The globalisation of pilgrimage tourism? Some Thoughts from Ireland

Kevin Griffin, Dublin Institute of Technology

Chapter 2 in Raj, R. & Morpeth, N. (Eds.) Religious Tourism and Pilgrimage Management: An International Perspective, CABI, Oxfordshire


There are many reasons why people travel, these motivations have been researched extensively by geographers, sociologists and others including the business community. The phenomenon of religious tourism, and more particularly, pilgrimage tourism, while widely recognized has not received much attention in literature. Perhaps the reason for this neglect is the difficulty of classifying this aspect of the tourism industry in a growing secular world, where spiritual meaning is often seen as un-fashionable and perhaps even seen as a little ‘backward’. Referring to Ireland, this disquiet was captured by Pochin Mould as early as 1955 who commented:

To write of the Irish pilgrimages is to tread on dangerous ground, it is to attempt to keep a true balance between agnosticism and excessive credulity. It is easy to sneer at somebody else’s superstition, and equally easy to fall into a too sentimental piety.

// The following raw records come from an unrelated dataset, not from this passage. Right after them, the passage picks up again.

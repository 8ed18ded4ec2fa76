// stepflow/src/lib.rs

//! Stepflow: named-step asynchronous pipelines.
//!
//! A [`Pipeline`] is an ordered list of named steps. Each step may carry `before`, `on` and
//! `after` handlers, may be optional, and may be skipped by a predicate evaluated against the
//! request context. Handlers receive a cloned [`ContextData`] handle and return a
//! [`PipelineControl`] telling the pipeline whether to go on or halt.
//!
//! Pipelines are registered once in a [`FlowRegistry`], keyed by the type of data they run
//! over, and dispatched per request with [`FlowRegistry::run`].

pub mod core;
pub mod error;
pub mod pipeline;
pub mod registry;

pub use crate::core::context::Handler;
pub use crate::core::context_data::ContextData;
pub use crate::core::control::{PipelineControl, PipelineResult};
pub use crate::core::step::{SkipCondition, StepDef};

pub use crate::pipeline::definition::Pipeline;

pub use crate::error::{FlowError, FlowResult};

pub use crate::registry::FlowRegistry;
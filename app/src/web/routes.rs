// chat_orders/src/web/routes.rs

use crate::web::handlers::{
  checkout_handlers, menu_handlers, order_handlers, tool_handlers, webhook_handlers,
};
use actix_web::web;

async fn health_check_handler() -> actix_web::HttpResponse {
  actix_web::HttpResponse::Ok().json(serde_json::json!({ "status": "ok" }))
}

pub fn configure_app_routes(cfg: &mut web::ServiceConfig) {
  cfg.service(
    web::scope("/api/v1")
      .route("/health", web::get().to(health_check_handler))
      .route("/tools", web::get().to(tool_handlers::list_tools_handler))
      .route(
        "/conversations/{conversation_id}/tools/{tool_name}",
        web::post().to(tool_handlers::run_tool_handler),
      )
      .route("/menu", web::get().to(menu_handlers::list_menu_handler))
      .service(
        web::scope("/orders")
          .route("", web::get().to(order_handlers::conversation_order_handler))
          .route("", web::patch().to(order_handlers::update_order_status_handler))
          .route("/mine", web::get().to(order_handlers::my_orders_handler))
          .route("/items", web::delete().to(order_handlers::remove_order_line_handler)),
      )
      .route("/checkout", web::post().to(checkout_handlers::start_checkout_handler))
      .route(
        "/webhooks/payments",
        web::post().to(webhook_handlers::payment_webhook_handler),
      ),
  );
}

In order to avoid these pitfalls, it would appear that the easiest solution for those concerned with examining tourism has been to deal briefly with, or totally avoid the topic of religious tourism. This is not to say that it has been ignored by all authors (a lengthy and highly useful international bibliography of religious tourism was assembled by the ATLAS Religious Tourism Special Interest Group in 2005), but the emphasis in most texts has been on either pilgrimage or tourism, and where both have been considered together, the emphasis would appear to be on descriptive case-studies of religious tourism, and on religion being an motivator for early tourism.